:: WHAT IS NEEDED ::
Each line of the records that holds "after" should be shown in full.

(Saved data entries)
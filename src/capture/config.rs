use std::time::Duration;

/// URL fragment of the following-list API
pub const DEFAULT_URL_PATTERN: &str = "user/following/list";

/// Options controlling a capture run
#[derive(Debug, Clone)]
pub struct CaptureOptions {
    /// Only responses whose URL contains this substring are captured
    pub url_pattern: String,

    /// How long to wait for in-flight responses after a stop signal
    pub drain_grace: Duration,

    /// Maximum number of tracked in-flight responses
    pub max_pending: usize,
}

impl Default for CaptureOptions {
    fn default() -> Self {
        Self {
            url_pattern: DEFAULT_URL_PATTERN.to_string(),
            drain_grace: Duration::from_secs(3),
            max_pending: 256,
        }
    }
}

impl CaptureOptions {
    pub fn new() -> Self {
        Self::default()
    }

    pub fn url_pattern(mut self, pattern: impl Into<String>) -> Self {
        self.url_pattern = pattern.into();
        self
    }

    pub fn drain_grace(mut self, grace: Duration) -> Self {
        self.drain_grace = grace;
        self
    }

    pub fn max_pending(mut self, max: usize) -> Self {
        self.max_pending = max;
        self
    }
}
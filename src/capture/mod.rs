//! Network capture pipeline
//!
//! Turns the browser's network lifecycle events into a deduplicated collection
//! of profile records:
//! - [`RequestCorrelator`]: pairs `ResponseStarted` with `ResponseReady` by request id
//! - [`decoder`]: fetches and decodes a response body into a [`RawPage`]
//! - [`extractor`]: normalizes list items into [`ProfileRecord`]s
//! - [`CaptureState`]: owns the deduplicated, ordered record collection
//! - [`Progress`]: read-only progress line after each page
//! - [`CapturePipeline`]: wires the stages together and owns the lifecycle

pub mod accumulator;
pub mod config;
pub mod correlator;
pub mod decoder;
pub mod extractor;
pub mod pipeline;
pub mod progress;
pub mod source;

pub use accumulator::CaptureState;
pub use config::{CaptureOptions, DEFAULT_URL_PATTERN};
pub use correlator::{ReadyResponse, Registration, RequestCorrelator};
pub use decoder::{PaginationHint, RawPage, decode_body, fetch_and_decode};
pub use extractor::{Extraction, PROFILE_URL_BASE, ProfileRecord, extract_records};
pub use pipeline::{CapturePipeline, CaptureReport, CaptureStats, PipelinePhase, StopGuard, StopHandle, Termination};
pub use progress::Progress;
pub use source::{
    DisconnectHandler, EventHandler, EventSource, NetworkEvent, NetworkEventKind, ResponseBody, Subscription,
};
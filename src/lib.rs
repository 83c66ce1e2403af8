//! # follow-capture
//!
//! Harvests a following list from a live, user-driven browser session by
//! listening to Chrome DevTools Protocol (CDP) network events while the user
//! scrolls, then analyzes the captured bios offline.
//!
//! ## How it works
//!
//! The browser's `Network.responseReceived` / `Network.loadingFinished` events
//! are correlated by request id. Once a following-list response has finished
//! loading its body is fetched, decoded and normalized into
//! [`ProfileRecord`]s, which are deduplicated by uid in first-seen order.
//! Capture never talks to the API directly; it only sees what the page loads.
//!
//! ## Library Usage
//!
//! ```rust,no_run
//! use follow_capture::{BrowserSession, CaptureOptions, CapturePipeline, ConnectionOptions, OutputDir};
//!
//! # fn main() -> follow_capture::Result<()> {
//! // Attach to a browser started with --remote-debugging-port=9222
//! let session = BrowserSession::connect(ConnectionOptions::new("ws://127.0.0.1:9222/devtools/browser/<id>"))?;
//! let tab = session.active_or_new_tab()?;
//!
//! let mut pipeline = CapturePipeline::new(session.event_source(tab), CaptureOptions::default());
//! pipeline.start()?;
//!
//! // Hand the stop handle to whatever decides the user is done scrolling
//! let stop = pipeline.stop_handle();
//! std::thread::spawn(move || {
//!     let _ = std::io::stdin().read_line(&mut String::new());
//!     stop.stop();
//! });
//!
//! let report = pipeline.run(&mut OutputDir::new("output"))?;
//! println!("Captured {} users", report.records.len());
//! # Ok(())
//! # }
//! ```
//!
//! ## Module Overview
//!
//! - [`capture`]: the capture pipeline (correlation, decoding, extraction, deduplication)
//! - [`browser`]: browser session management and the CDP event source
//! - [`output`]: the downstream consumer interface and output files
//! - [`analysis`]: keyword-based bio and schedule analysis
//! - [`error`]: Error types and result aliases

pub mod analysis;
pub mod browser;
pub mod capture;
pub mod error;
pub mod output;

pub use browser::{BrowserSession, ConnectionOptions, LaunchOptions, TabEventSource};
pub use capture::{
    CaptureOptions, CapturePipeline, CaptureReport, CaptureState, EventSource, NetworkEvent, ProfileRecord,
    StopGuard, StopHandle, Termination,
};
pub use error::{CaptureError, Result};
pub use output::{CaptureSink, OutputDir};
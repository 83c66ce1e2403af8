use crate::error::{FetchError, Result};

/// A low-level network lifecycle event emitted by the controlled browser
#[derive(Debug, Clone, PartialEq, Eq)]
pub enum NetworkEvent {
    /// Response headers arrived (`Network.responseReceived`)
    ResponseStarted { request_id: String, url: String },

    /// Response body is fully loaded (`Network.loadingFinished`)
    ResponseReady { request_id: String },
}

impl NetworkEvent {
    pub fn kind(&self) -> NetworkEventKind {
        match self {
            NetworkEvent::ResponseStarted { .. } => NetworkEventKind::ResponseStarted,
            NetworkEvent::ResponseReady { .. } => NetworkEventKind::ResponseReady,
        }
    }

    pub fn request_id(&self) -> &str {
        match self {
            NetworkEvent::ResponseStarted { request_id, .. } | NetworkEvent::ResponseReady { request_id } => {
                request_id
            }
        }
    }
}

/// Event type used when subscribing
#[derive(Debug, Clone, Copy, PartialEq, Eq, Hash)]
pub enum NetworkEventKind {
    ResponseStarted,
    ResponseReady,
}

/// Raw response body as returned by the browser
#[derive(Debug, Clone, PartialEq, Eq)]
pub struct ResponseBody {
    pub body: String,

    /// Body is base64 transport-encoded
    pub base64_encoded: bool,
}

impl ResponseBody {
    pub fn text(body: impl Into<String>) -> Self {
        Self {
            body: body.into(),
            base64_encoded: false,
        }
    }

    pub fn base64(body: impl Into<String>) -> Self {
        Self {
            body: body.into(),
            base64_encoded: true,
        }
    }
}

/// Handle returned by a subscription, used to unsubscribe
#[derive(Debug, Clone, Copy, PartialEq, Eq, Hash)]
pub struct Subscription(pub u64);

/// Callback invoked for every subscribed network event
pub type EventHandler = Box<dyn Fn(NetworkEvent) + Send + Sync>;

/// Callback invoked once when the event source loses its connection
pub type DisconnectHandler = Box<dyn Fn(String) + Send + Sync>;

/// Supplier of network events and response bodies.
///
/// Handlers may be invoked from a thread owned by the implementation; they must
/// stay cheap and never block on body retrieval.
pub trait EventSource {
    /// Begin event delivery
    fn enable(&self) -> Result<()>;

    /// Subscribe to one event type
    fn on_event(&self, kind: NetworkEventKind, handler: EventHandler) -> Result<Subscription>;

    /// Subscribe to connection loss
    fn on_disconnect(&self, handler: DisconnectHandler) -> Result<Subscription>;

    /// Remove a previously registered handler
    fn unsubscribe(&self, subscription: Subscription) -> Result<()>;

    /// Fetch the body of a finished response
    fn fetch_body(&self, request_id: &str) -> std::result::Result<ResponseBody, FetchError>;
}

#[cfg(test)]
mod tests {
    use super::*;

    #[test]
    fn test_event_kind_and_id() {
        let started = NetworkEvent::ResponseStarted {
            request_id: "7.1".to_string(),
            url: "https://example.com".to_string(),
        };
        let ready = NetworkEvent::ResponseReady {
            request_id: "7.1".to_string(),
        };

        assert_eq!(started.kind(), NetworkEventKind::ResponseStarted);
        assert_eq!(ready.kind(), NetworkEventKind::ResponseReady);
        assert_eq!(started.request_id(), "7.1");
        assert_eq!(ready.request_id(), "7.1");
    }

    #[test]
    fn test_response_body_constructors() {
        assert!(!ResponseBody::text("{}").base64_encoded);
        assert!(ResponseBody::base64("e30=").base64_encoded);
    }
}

:: SOLUTION TO THE EXERCISE ::
    /// How long to wait for in-flight responses after a stop signal
//! - [`Progress`]: read-only progress line after each page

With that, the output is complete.